ROANOKE TIMES

                         Roanoke Times
                 Copyright (c) 1995, Landmark Communications, Inc.

DATE: TUESDAY, June 6, 1995                   TAG: 9506060106
SECTION: VIRGINIA                    PAGE: C1   EDITION: METRO 
SOURCE: JAN VERTEFEUILLE STAFF WRITER
DATELINE:                                 LENGTH: Medium


HUNTERS SENTENCED IN RACE-LINKED SHOOTING

Loaded with a shotgun and at least three 12-packs of beer, a couple of turkey hunters who decided to go after human game in the Jefferson National Forest paid the price Monday.

Two white hunting buddies who shot at a black motorist while chasing him along a forest road in April 1994, were sentenced in U.S. District Court in Roanoke.

Carlos Bishop of Roanoke, the passenger, did the actual shooting but then cooperated with investigators. He pleaded guilty in March and was sentenced Monday to 25 months in prison.

The driver, 33-year-old Lewis Terry of Roanoke, was found guilty at a March trial. He was sentenced Monday to 62 months.

Both must pay $2,870 in restitution to Raymond Ellis, 23, whose truck they shot up.

Ellis, a Virginia Tech student, was on his way to a mountain-bike race course in the forest when he passed Bishop and Ellis' car on narrow Wildlife Road in Craig County. When he waved to them and they realized he was black, they gave chase.

Bishop, 25, testified in March that, when Ellis passed them, Terry said, "Let's kill that son-of-a-bnigger."

"And when he did, I grabbed my gun out of the back, and I stuck it out the window and shot up in the air," Bishop said. "And, you know, it just seemed like the thing to do at the time."

Terry denied using the racial slur or telling Bishop to shoot Ellis.
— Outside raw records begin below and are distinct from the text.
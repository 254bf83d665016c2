//! Platform directories.

use std::path::PathBuf;

/// Get the autosave configuration directory.
///
/// On unix `~/.config/autosave` is preferred when it exists, matching what
/// most CLI tools do; otherwise the platform config directory is used.
pub fn config_dir() -> Option<PathBuf> {
    #[cfg(unix)]
    {
        if let Some(home) = dirs::home_dir() {
            let xdg_config = home.join(".config").join("autosave");
            if xdg_config.exists() {
                return Some(xdg_config);
            }
        }
    }

    dirs::config_dir().map(|p| p.join("autosave"))
}

/// Get the autosave data directory (`~/.local/share/autosave` on Linux).
pub fn data_dir() -> Option<PathBuf> {
    dirs::data_local_dir().map(|p| p.join("autosave"))
}

/// Default root of the snapshot archive.
pub fn default_archive_dir() -> Option<PathBuf> {
    data_dir().map(|p| p.join("archive"))
}

#[cfg(test)]
mod tests {
    use super::*;

    #[test]
    fn test_archive_dir_under_data_dir() {
        if let (Some(data), Some(archive)) = (data_dir(), default_archive_dir()) {
            assert!(archive.starts_with(&data));
            assert!(archive.ends_with("archive"));
        }
    }

    #[test]
    fn test_config_dir_named_after_app() {
        if let Some(dir) = config_dir() {
            assert!(dir.ends_with("autosave"));
        }
    }
}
Bishop said he can't remember everything, but recalled that Terry passed Ellis at least once and turned the car around so Bishop, sitting in the open window, could continue firing at Ellis. Others in the forest also came under fire during the shootout, but no one was injured.

Monday, Bishop apologized to U.S. District Judge James Turk.

"I never done nothing like this in my life," he said. "I don't know why, to be honest with you."

Alcohol, not race, was a key factor in the incident, Bishop's attorney said. Bishop has two drunken-driving convictions on his record; Terry has four, as well as two convictions for driving after being classified a habitual offender.

Terry was found guilty of malicious shooting into an occupied vehicle and use of a firearm in a violent crime; Bishop pleaded guilty to the same two charges. The pair's sentences differed because Terry had a longer criminal history and Bishop got credit for taking responsibility for his crime and helping the government.

Turk dismissed the firearm charge against each man. He ruled that sentencing them on that charge - which carries a mandatory five-year term - amounted to double jeopardy, or punishing them twice.

Assistant U.S. Attorney Don Wolthuis said the government will consider appealing. He argued that the firearm violation was created especially to be added on to the sentences of violent criminals and was not double jeopardy.